Arthur James Stark (6 October 1831 – 29 October 1902) was an English painter and a member of the Norwich School of painters.

==Biography==
Arthur James Stark was born in Beaufort Row, Chelsea on 6 October 1831, the only son of James Stark, the landscape painter, by his wife Elizabeth Young Dinmore. He was christened at St Luke's Church, Chelsea, on 2 November 1831. An artistic aptitude was early fostered by lessons from his father, with whom he was close to all his life. Between 1839 and 1849, when the family was residing at Windsor, young Stark studied animal painting under Edmund Bristow, an intimate friend of the family, and acquired a love of the Thames valley, where he found the subjects of many of his pictures. As early as 1848 he exhibited at the Royal Academy and the British Institution, his first picture at the Academy being hung on the line between works by Edwin Landseer and Sir Francis Grant.

In 1849 James Stark relocated to London for the sake of the education of his son, who entered the Royal Academy schools in the same year. During that time the family lived at 34, Norfolk Street. For some time young Stark used to paint in the stables of Messrs. Chaplin & Home, the carriers, and at a later period he rented for three years at Tatter- sail's a studio where he perfected his painting of horses. His ability became known, and in 1874, from a fear of hampering his progress, he declined a private offer of the post vacated by the death of Frederick William Keyl, an animal painter to Queen Victoria. For many years he taught art in London as well as painted. In 1886, he retired to Nutfield, Surrey, where he devoted the remainder of his life exclusively to painting.

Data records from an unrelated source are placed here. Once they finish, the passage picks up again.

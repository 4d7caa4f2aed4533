// Copyright 2025 the Setpiece Authors
// SPDX-License-Identifier: Apache-2.0 OR MIT

//! Stack dishes on the table, then pull the table away and let gravity
//! sort out the rest.

use glam::dvec3;
use setpiece::{AddCommand, Command, Selector, Session, SpatialParams};
use setpiece_demos::kitchen_payload;

fn print_stack(session: &Session) {
    for (id, node) in session.graph().nodes() {
        if node.is_room() {
            continue;
        }
        let support = session
            .tracker()
            .supporter_of(id)
            .map_or_else(|| "ground".to_owned(), str::to_owned);
        println!(
            "  {id:<10} z={:.3}  resting on {support}",
            node.pos.z
        );
    }
}

fn main() {
    tracing_subscriber::fmt()
        .with_max_level(tracing::Level::INFO)
        .init();

    let mut session = Session::new(SpatialParams::default());
    session.load_bootstrap(kitchen_payload());

    for command in [
        Command::Add(
            AddCommand::new("plate")
                .onto("table_12")
                .sized(dvec3(0.25, 0.25, 0.03))
                .in_room("kitchen"),
        ),
        Command::Add(
            AddCommand::new("cup")
                .onto("plate_1")
                .sized(dvec3(0.08, 0.08, 0.10))
                .in_room("kitchen"),
        ),
    ] {
        let outcome = session.execute(command).expect("add commands succeed");
        println!("{}", outcome.message);
    }

    println!("\nBefore removal:");
    print_stack(&session);

    let outcome = session
        .execute(Command::Remove {
            selector: Selector::Id("table_12".to_owned()),
        })
        .expect("the table exists");
    println!("\n{}", outcome.message);

    println!("\nAfter removal:");
    print_stack(&session);

    let report = session.collision_report();
    println!(
        "\n{} objects tracked, {} hard overlap(s)",
        report.total_objects,
        report.colliding_pairs.len()
    );
}
// Copyright 2025 the Setpiece Authors
// SPDX-License-Identifier: Apache-2.0 OR MIT

//! Setpiece Geom: axis-aligned 3D box math for scene-graph physics.
//!
//! This crate is the leaf of the Setpiece workspace. It provides:
//! - [`Aabb3`]: a centre + full-extents box with corner, top, overlap, and
//!   inflation helpers.
//! - Free functions for extent clamping, ground alignment, and distances.
//! - [`SpatialParams`]: the immutable parameter set (tolerances, thresholds,
//!   scene bounds) shared by the collision index, relation kernel, scene
//!   graph store, and placement engine. Construct it once and pass it by
//!   value; there is no global configuration.
//!
//! All boxes are axis-aligned in the world frame. Orientations other than
//! axis-aligned are carried by higher layers but never interpreted here.
//! Float inputs are assumed to be finite (no NaNs).

mod aabb;
mod params;

pub use aabb::{Aabb3, clamp_extents, distance_2d_xy, distance_3d, grounded_z, top_of};
pub use params::{SceneBounds, SpatialParams};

Stark worked until within a few days of his death at Thombank, South Nutfield, Surrey, on 29 Oct. 1902. He was cremated at Woking, and a tablet was placed to his memory in Nutfield old church. His portrait in miniature by H. B. Love (1837); in oil, as a child, by Charles Hancock, and in watercolour by his wife (1883) are in the possession of his widow. He married on 20 Nov. 1878, at Ascot, Rose Isabella youngest daughter of Thomas Fassett Kent, counsel to the chairman of committees in the House of Lords. A daughter was born in 1879 and a son, James Arthur, was born 1881, both of whom survived him.

==Style and works==
Stark was one of the last artists of the Norwich School (of which his father was a chief disciple), and probably the only one to acquire a reputation for animal painting. The minute touch of his earlier work shows the strong influence of his father, but his later pictures display a more marked individuality and abandon many of the traditions of his father's school. He was fond of depicting homely English scenes, such as haymaking, harvesting, and the farmyard; his landscapes were largely derived from the Thames valley (especially the neighbourhood of Sonning), Surrey, and Norfolk. He painted both in oil and water-colour.

Between 1848 and 1887 he exhibited thirty-six pictures at the Royal Academy, thirty-three at the British Institution, fifty-one at the Society of British Artists, three at the Institute of Painters in Water Colours, and fifty-seven at other galleries. Among his works were A Water Mill (1848), Forest Scene (1850), Interior of a Stable (1853), A Quiet Nook (1857), A Shady Pool (1861), In Moor Park, Rickmansworth (1865), Timber Carting (1874), A Farmyard (1875), and Dartmoor Drift (1877) — the last-named was one of his best paintings.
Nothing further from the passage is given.